Tip: Listening to music while you exercise will not just improve your mood, but also enable you to work out for longer periods too. Studies show that exercise endurance improves by 15 per cent when people listen to upbeat pop or rock music while training.

 

DO VOLUNTEER WORK

This is a tried-and-tested mood booster. People who engage in volunteer work regularly feel more satisfied with their lives and cut their risk of depression. According to Professor Martin Seligman, author of Flourish: A Visionary New Understanding of Happiness and Wellbeing, scientists have found that doing an act of kindness produces the single most reliable momentary increase in well-being (of any exercise ever tested). But to reap the rewards, bear in mind that the reason why you’re volunteering is just as important as whether you do it in the first place. Rather than do volunteer work just for the sake of boosting your health, make it count by finding a cause that you feel passionate about.

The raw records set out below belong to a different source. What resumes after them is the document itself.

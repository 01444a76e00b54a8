use std::cell::RefCell;
use std::fmt;
use std::ops::{Add, BitOr};
use std::rc::Rc;

use pylens_item::LensId;

use crate::options::{EmptyMode, LensOptions, LensType};

/// Default recursion depth a [`Forward`](LensKind::Forward) cap trips at if
/// the binder didn't ask for something else (`core_lenses.py`'s
/// `recursion_limit=100`).
pub const DEFAULT_FORWARD_RECURSION_LIMIT: usize = 100;

/// The lens algebra as a closed set of variants (§9 Design Notes: a tagged
/// union, not a class hierarchy — every operation is one exhaustive `match`
/// in `engine.rs` rather than a virtual method per subclass).
pub enum LensKind {
    AnyOf { valid_chars: Rc<str>, negate: bool },
    Literal { text: String },
    Empty { mode: Option<EmptyMode> },
    And(Vec<Lens>),
    Or(Vec<Lens>),
    Repeat { child: Lens, min: usize, max: Option<usize> },
    Group(Lens),
    /// Late-bound recursive reference. `bound` starts empty and is filled in
    /// exactly once via [`Lens::bind`]; `recursion_limit` caps how many
    /// nested `Forward` hops a single GET/PUT call chain may take before
    /// `InfiniteRecursion` is raised.
    Forward {
        bound: RefCell<Option<Lens>>,
        recursion_limit: usize,
    },
    Until { stop: Lens, include: bool },
    /// Always fails; a filler for lens trees still under construction
    /// (`util_lenses.py`'s `NullLens`).
    Null,
}

struct LensNode {
    kind: LensKind,
    options: LensOptions,
}

/// A lens value: cheap to clone (an `Rc` handle), immutable after
/// construction except for a `Forward`'s one-time [`Lens::bind`]. Identity
/// (`LensId`) is derived from the backing `Rc`'s address, mirroring the
/// Python source's use of `id(lens)` for sub-container routing without
/// introducing a dependency from `pylens-item` back onto this crate.
#[derive(Clone)]
pub struct Lens(Rc<LensNode>);

impl Lens {
    /// §3 invariant 1: "a lens may not have both `type` and `default`" — the
    /// Python source treats this as a construction-time assertion failure
    /// (§7 "fatal ... wrong argument kinds"), not a silent preference of one
    /// over the other.
    fn new(kind: LensKind, options: LensOptions) -> Self {
        debug_assert!(
            !(options.ty.is_some() && options.default.is_some()),
            "a lens may not have both `type` and `default`"
        );
        Lens(Rc::new(LensNode { kind, options }))
    }

    pub(crate) fn kind(&self) -> &LensKind {
        &self.0.kind
    }

    pub(crate) fn options(&self) -> &LensOptions {
        &self.0.options
    }

    pub(crate) fn ty(&self) -> Option<&LensType> {
        self.0.options.ty.as_ref()
    }

    pub fn has_type(&self) -> bool {
        self.0.options.has_type()
    }

    pub fn id(&self) -> LensId {
        LensId(Rc::as_ptr(&self.0) as usize)
    }

    pub fn debug_name(&self) -> String {
        self.0
            .options
            .name
            .clone()
            .unwrap_or_else(|| self.kind_name().to_string())
    }

    fn kind_name(&self) -> &'static str {
        match &self.0.kind {
            LensKind::AnyOf { .. } => "AnyOf",
            LensKind::Literal { .. } => "Literal",
            LensKind::Empty { .. } => "Empty",
            LensKind::And(_) => "And",
            LensKind::Or(_) => "Or",
            LensKind::Repeat { .. } => "Repeat",
            LensKind::Group(_) => "Group",
            LensKind::Forward { .. } => "Forward",
            LensKind::Until { .. } => "Until",
            LensKind::Null => "NullLens",
        }
    }

    // -- Primitive constructors (§4 "Primitive lenses") --

    pub fn any_of(valid_chars: impl Into<String>, negate: bool, options: LensOptions) -> Lens {
        Lens::new(
            LensKind::AnyOf {
                valid_chars: Rc::from(valid_chars.into().as_str()),
                negate,
            },
            options,
        )
    }

    pub fn literal(text: impl Into<String>, options: LensOptions) -> Lens {
        Lens::new(LensKind::Literal { text: text.into() }, options)
    }

    pub fn empty(options: LensOptions) -> Lens {
        Lens::new(LensKind::Empty { mode: None }, options)
    }

    pub fn empty_at(mode: EmptyMode, options: LensOptions) -> Lens {
        Lens::new(LensKind::Empty { mode: Some(mode) }, options)
    }

    // -- Combinator constructors (§4 "Combinator lenses") --

    /// Flattens any plain (option-free) nested `And` into this one, so
    /// chaining with `+` builds one wide sequence rather than a chain of
    /// singleton wrappers.
    pub fn and(children: Vec<Lens>, options: LensOptions) -> Lens {
        let flat = flatten(children, |kind| match kind {
            LensKind::And(inner) => Some(inner),
            _ => None,
        });
        Lens::new(LensKind::And(flat), options)
    }

    /// See [`Lens::and`]; the same flattening for `|`-chained `Or`s.
    pub fn or(children: Vec<Lens>, options: LensOptions) -> Lens {
        let flat = flatten(children, |kind| match kind {
            LensKind::Or(inner) => Some(inner),
            _ => None,
        });
        Lens::new(LensKind::Or(flat), options)
    }

    pub fn repeat(child: Lens, min: usize, max: Option<usize>, options: LensOptions) -> Lens {
        Lens::new(LensKind::Repeat { child, min, max }, options)
    }

    /// `Group` must have a container-kind type; its single child is expected
    /// to be untyped (§4 "Group ... delegates GET/PUT, letting the outer
    /// framework materialize/unwrap the container").
    pub fn group(child: Lens, options: LensOptions) -> Lens {
        debug_assert!(options.has_type(), "Group requires a type");
        Lens::new(LensKind::Group(child), options)
    }

    // -- Forward / Until (§4 "Forward and Until") --

    pub fn forward() -> Lens {
        Lens::forward_with_limit(DEFAULT_FORWARD_RECURSION_LIMIT)
    }

    pub fn forward_with_limit(recursion_limit: usize) -> Lens {
        Lens::new(
            LensKind::Forward {
                bound: RefCell::new(None),
                recursion_limit,
            },
            LensOptions::new(),
        )
    }

    /// Binds a `Forward`'s target. May be called exactly once; mirrors
    /// `core_lenses.py`'s `__lshift__`/`bind_lens`.
    pub fn bind(&self, target: Lens) {
        match &self.0.kind {
            LensKind::Forward { bound, .. } => {
                let mut slot = bound.borrow_mut();
                debug_assert!(slot.is_none(), "Forward lens rebound after first bind");
                *slot = Some(target);
            }
            _ => debug_assert!(false, "bind() called on a non-Forward lens"),
        }
    }

    pub fn until(stop: Lens, include: bool, options: LensOptions) -> Lens {
        Lens::new(LensKind::Until { stop, include }, options)
    }

    pub fn null() -> Lens {
        Lens::new(LensKind::Null, LensOptions::new())
    }
}

/// A lens contributes no meaning of its own beyond its `kind` once none of
/// its options are set, so it's safe to splice its children straight into
/// an enclosing `And`/`Or` without losing anything.
fn is_plain(options: &LensOptions) -> bool {
    options.ty.is_none()
        && options.default.is_none()
        && options.name.is_none()
        && options.label.is_none()
        && !options.is_label
        && !options.auto_list
        && !options.combine_chars
        && options.alignment.is_none()
}

fn flatten(children: Vec<Lens>, unwrap: impl Fn(&LensKind) -> Option<&Vec<Lens>>) -> Vec<Lens> {
    let mut flat = Vec::with_capacity(children.len());
    for child in children {
        match unwrap(child.kind()) {
            Some(inner) if is_plain(child.options()) => flat.extend(inner.iter().cloned()),
            _ => flat.push(child),
        }
    }
    flat
}

impl fmt::Debug for Lens {
    fn fmt(&self, f: &mut fmt::Formatter<'_>) -> fmt::Result {
        write!(f, "Lens({})", self.debug_name())
    }
}

impl<T: Into<Lens>> Add<T> for Lens {
    type Output = Lens;
    fn add(self, rhs: T) -> Lens {
        Lens::and(vec![self, rhs.into()], LensOptions::new())
    }
}

impl<T: Into<Lens>> BitOr<T> for Lens {
    type Output = Lens;
    fn bitor(self, rhs: T) -> Lens {
        Lens::or(vec![self, rhs.into()], LensOptions::new())
    }
}

impl Add<Lens> for &str {
    type Output = Lens;
    fn add(self, rhs: Lens) -> Lens {
        Lens::from(self) + rhs
    }
}

impl From<&str> for Lens {
    fn from(text: &str) -> Lens {
        Lens::literal(text, LensOptions::new())
    }
}

impl From<String> for Lens {
    fn from(text: String) -> Lens {
        Lens::literal(text, LensOptions::new())
    }
}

Tip: Studies have shown that people who spend about four hours a week volunteering, lower their risk of high blood pressure by around 40 per cent (this is also beneficial for your heart health as your risk of heart disease and stroke also decreases).

 

USE THE 5:4 RATIO

Eat five servings of fruit and four servings of vegetables every day – a University of Queensland study found that this combination and quantity made people (especially women), happiest, thanks to the complex carbohydrates in fresh fruit and vegetables, which increase levels of serotonin in the brain. In addition, individual mood-boosting nutrients like flavanols and omega-3 fatty acids also contribute. If you need a quick reference for what constitutes one serving, think a piece of fruit (like an orange or a pear), or a serve that’s the size of your palm for smaller-sized fruits (such as berries) and veggies.

Tip: Surveys show that during the weekends, we tend to eat up to 380 calories more than on weekdays, so keeping to this dietary ratio could also help you to fight the “weekend effect” on your weight.